SSD Pool: (9.4TB Formatted)
(10) Mirrored 1TB vdev's
(1) 256GB ZIL Drive
(1) 1TB Spare

Spindle Pool: 157TB
(44) Mirrored 4TB vdev's
(2) 4TB Spares
(1) 256GB ZIL
(1) 1TB L2ARC
90% limited

Archival (2x)
(1)Supermicro 2u 24 bay Chassis
(2) Xeon E5-2620 v2's
(16) 32GB DDR3 1866
(1) Supermicro 3008 based internal HBA's flashed with IT mode firmware
(4) LSI 9300-8E HBA's
(1) Mellanox ConnectX3 Dual Port QDR IB
(2) 1TB Samsung 850 Pro's
(4) 256GB Samsung 850 Pro's
(4) Supermicro 45 Bay JBOD's (Single expander)
(180) WD RE4 4tb 7200rpm Enterprise SATA

Rpool:
(2) 256GB Mirrored

Spindle Pool: 475TB Formatted
(22) 8x4TB Raid Z2 vdev's
(4) 4TB Spares
(2) 256GB Mirrored ZIL
(2) 1TB L2ARC
90% Limited

OS: Solaris 11.2 (or possibly OmniOS, I'm going to play with it tomorrow.)
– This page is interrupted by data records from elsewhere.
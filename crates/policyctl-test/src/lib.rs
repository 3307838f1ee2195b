//! # policyctl test support
//!
//! Test doubles for exercising policyctl commands without a running policy
//! service.
//!
//! - [`FakePolicyService`]: an in-memory [`PolicyApi`](policyctl_client::PolicyApi)
//!   that records every call it receives
//! - [`MockAttribute`], [`MockValue`], [`MockKasEntry`]: fluent builders for
//!   seeding it
//!
//! ## Example
//!
//! ```rust
//! use policyctl_test::{FakePolicyService, MockAttribute};
//!
//! let fake = FakePolicyService::new();
//! fake.seed_attribute(
//!     MockAttribute::new("classification")
//!         .with_id("attr-1")
//!         .with_values(["secret", "public"])
//!         .build(),
//! );
//!
//! let stored = fake.stored_attribute("attr-1").unwrap();
//! assert_eq!(stored.values.len(), 2);
//! ```

pub mod fake;
pub mod fixtures;

pub use fake::{Call, FakePolicyService};
pub use fixtures::{MockAttribute, MockKasEntry, MockValue};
There are a few important notes: (1) We were limited by what we could order due to the time frame. This caused major issues- the Intel SSD's and SAS hard drives I originally specced ended up be weeks out from our deadline. The WD RE4's and Samsung 850's were the only drives available. (2) The original project requirement was 1PB of storage. After speaking with the teams using this storage and doing a quick analysis, I decided to split it in to the three systems above. Mainly because of how they move data as it is processed. The first archival machine is really a input data server, where everything from the field is uploaded and organized. The processing data server is where larger groupings are copied, broken in to smaller chunks, and processed off the SSD array by an attached 240 core/1.5TB cluster. The last machine is an output directory, where everything is QA'd and copied off for delivery. It's a complicated process with several data moves, but if you could see how they are doing it now- it's 100x better.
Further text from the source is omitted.